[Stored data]
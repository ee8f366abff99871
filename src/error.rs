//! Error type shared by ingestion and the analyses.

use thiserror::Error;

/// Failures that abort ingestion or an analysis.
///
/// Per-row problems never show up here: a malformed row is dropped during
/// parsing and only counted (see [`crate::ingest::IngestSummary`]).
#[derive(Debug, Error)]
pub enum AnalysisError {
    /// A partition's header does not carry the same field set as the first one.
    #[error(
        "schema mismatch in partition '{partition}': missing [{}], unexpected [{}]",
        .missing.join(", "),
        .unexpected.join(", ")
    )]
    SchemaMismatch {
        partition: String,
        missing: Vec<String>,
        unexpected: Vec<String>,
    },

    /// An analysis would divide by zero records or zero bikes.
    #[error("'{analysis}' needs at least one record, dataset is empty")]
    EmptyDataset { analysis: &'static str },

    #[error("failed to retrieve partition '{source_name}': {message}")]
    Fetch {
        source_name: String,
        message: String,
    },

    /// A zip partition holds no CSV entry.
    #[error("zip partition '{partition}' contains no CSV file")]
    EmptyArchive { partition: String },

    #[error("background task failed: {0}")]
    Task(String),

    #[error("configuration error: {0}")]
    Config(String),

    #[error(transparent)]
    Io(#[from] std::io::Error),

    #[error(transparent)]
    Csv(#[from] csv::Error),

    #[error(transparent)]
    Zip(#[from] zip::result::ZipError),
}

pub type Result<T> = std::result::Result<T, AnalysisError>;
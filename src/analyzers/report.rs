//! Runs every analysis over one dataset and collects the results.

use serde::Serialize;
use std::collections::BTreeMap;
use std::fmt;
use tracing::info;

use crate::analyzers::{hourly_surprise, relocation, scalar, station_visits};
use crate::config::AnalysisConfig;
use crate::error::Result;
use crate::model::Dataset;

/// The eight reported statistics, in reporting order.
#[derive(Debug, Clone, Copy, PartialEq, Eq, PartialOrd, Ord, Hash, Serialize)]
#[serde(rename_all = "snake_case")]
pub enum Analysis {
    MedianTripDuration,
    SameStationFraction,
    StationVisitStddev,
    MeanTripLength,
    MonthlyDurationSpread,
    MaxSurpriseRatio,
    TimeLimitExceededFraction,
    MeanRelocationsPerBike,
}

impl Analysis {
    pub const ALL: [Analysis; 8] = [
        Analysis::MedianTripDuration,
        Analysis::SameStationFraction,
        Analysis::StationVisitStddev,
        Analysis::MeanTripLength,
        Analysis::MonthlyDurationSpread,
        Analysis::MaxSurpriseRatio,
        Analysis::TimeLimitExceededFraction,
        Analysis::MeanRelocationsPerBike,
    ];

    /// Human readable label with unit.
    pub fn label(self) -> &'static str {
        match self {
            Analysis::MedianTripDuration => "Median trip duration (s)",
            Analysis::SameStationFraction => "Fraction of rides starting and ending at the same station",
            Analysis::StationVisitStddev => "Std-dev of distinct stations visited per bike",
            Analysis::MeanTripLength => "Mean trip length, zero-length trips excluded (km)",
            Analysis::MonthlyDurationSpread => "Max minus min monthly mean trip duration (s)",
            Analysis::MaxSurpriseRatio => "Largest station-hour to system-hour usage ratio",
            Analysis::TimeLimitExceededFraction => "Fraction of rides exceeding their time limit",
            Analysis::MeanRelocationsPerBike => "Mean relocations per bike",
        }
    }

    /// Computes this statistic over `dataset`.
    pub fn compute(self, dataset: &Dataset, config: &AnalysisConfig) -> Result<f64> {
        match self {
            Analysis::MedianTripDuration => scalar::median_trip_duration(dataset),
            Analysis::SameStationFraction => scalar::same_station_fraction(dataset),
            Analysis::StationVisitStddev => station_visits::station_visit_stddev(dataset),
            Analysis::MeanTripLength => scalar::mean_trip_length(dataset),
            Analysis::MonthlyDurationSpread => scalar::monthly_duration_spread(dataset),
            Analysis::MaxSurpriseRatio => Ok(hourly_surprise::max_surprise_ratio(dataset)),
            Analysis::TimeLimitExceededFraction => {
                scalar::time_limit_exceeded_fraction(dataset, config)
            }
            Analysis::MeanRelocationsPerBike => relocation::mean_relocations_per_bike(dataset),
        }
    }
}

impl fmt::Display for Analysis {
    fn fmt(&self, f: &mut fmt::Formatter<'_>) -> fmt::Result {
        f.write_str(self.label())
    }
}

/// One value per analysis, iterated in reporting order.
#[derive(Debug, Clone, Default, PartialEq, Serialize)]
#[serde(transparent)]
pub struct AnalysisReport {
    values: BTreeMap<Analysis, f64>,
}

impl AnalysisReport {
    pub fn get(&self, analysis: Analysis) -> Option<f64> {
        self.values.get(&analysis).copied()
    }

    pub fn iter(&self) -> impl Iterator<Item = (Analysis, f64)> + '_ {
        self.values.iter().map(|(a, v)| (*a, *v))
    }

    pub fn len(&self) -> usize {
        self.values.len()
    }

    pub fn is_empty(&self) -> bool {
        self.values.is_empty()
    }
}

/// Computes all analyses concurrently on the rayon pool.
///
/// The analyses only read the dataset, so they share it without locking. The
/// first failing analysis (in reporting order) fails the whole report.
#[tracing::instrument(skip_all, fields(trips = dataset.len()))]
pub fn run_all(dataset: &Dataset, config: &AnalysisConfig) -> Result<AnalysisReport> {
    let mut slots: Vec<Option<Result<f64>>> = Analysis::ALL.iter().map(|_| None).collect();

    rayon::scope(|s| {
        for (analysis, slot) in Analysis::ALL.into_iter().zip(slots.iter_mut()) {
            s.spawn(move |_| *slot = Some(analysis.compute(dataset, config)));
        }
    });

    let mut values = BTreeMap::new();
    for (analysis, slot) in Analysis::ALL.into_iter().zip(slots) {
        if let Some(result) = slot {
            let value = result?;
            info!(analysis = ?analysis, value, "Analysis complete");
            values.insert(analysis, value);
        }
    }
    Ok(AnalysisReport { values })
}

### Description of the task:
Transcribe every entry exactly.

### Exercise output:
repository ee8f366abff99871
filename src/error.rs
//! Error type shared by ingestion and the analyses.

use thiserror::Error;

/// Failures that abort ingestion or an analysis.
///
/// Per-row problems never show up here: a malformed row is dropped during
/// parsing and only counted (see [`crate::ingest::IngestSummary`]).
#[derive(Debug, Error)]
pub enum AnalysisError {
    /// A partition's header does not carry the same field set as the first one.
    #[error(
        "schema mismatch in partition '{partition}': missing [{}], unexpected [{}]",
        .missing.join(", "),
        .unexpected.join(", ")
    )]
    SchemaMismatch {
        partition: String,
        missing: Vec<String>,
        unexpected: Vec<String>,
    },

    /// An analysis would divide by zero records or zero bikes.
    #[error("'{analysis}' needs at least one record, dataset is empty")]
    EmptyDataset { analysis: &'static str },

    #[error("failed to retrieve partition '{source_name}': {message}")]
    Fetch {
        source_name: String,
        message: String,
    },

    /// A zip partition holds no CSV entry.
    #[error("zip partition '{partition}' contains no CSV file")]
    EmptyArchive { partition: String },

    #[error("background task failed: {0}")]
    Task(String),

    #[error("configuration error: {0}")]
    Config(String),

    #[error(transparent)]
    Io(#[from] std::io::Error),

    #[error(transparent)]
    Csv(#[from] csv::Error),

    #[error(transparent)]
    Zip(#[from] zip::result::ZipError),
}

pub type Result<T> = std::result::Result<T, AnalysisError>;
filename src/analyzers/report.rs
//! Runs every analysis over one dataset and collects the results.

use serde::Serialize;
use std::collections::BTreeMap;
use std::fmt;
use tracing::info;

use crate::analyzers::{hourly_surprise, relocation, scalar, station_visits};
use crate::config::AnalysisConfig;
use crate::error::Result;
use crate::model::Dataset;

/// The eight reported statistics, in reporting order.
#[derive(Debug, Clone, Copy, PartialEq, Eq, PartialOrd, Ord, Hash, Serialize)]
#[serde(rename_all = "snake_case")]
pub enum Analysis {
    MedianTripDuration,
    SameStationFraction,
    StationVisitStddev,
    MeanTripLength,
    MonthlyDurationSpread,
    MaxSurpriseRatio,
    TimeLimitExceededFraction,
    MeanRelocationsPerBike,
}

impl Analysis {
    pub const ALL: [Analysis; 8] = [
        Analysis::MedianTripDuration,
        Analysis::SameStationFraction,
        Analysis::StationVisitStddev,
        Analysis::MeanTripLength,
        Analysis::MonthlyDurationSpread,
        Analysis::MaxSurpriseRatio,
        Analysis::TimeLimitExceededFraction,
        Analysis::MeanRelocationsPerBike,
    ];

    /// Human readable label with unit.
    pub fn label(self) -> &'static str {
        match self {
            Analysis::MedianTripDuration => "Median trip duration (s)",
            Analysis::SameStationFraction => "Fraction of rides starting and ending at the same station",
            Analysis::StationVisitStddev => "Std-dev of distinct stations visited per bike",
            Analysis::MeanTripLength => "Mean trip length, zero-length trips excluded (km)",
            Analysis::MonthlyDurationSpread => "Max minus min monthly mean trip duration (s)",
            Analysis::MaxSurpriseRatio => "Largest station-hour to system-hour usage ratio",
            Analysis::TimeLimitExceededFraction => "Fraction of rides exceeding their time limit",
            Analysis::MeanRelocationsPerBike => "Mean relocations per bike",
        }
    }

    /// Computes this statistic over `dataset`.
    pub fn compute(self, dataset: &Dataset, config: &AnalysisConfig) -> Result<f64> {
        match self {
            Analysis::MedianTripDuration => scalar::median_trip_duration(dataset),
            Analysis::SameStationFraction => scalar::same_station_fraction(dataset),
            Analysis::StationVisitStddev => station_visits::station_visit_stddev(dataset),
            Analysis::MeanTripLength => scalar::mean_trip_length(dataset),
            Analysis::MonthlyDurationSpread => scalar::monthly_duration_spread(dataset),
            Analysis::MaxSurpriseRatio => Ok(hourly_surprise::max_surprise_ratio(dataset)),
            Analysis::TimeLimitExceededFraction => {
                scalar::time_limit_exceeded_fraction(dataset, config)
            }
            Analysis::MeanRelocationsPerBike => relocation::mean_relocations_per_bike(dataset),
        }
    }
}

impl fmt::Display for Analysis {
    fn fmt(&self, f: &mut fmt::Formatter<'_>) -> fmt::Result {
        f.write_str(self.label())
    }
}

/// One value per analysis, iterated in reporting order.
#[derive(Debug, Clone, Default, PartialEq, Serialize)]
#[serde(transparent)]
pub struct AnalysisReport {
    values: BTreeMap<Analysis, f64>,
}

impl AnalysisReport {
    pub fn get(&self, analysis: Analysis) -> Option<f64> {
        self.values.get(&analysis).copied()
    }

    pub fn iter(&self) -> impl Iterator<Item = (Analysis, f64)> + '_ {
        self.values.iter().map(|(a, v)| (*a, *v))
    }

    pub fn len(&self) -> usize {
        self.values.len()
    }

    pub fn is_empty(&self) -> bool {
        self.values.is_empty()
    }
}

/// Computes all analyses concurrently on the rayon pool.
///
/// The analyses only read the dataset, so they share it without locking. The
/// first failing analysis (in reporting order) fails the whole report.
#[tracing::instrument(skip_all, fields(trips = dataset.len()))]
pub fn run_all(dataset: &Dataset, config: &AnalysisConfig) -> Result<AnalysisReport> {
    let mut slots: Vec<Option<Result<f64>>> = Analysis::ALL.iter().map(|_| None).collect();

    rayon::scope(|s| {
        for (analysis, slot) in Analysis::ALL.into_iter().zip(slots.iter_mut()) {
            s.spawn(move |_| *slot = Some(analysis.compute(dataset, config)));
        }
    });

    let mut values = BTreeMap::new();
    for (analysis, slot) in Analysis::ALL.into_iter().zip(slots) {
        if let Some(result) = slot {
            let value = result?;
            info!(analysis = ?analysis, value, "Analysis complete");
            values.insert(analysis, value);
        }
    }
    Ok(AnalysisReport { values })
}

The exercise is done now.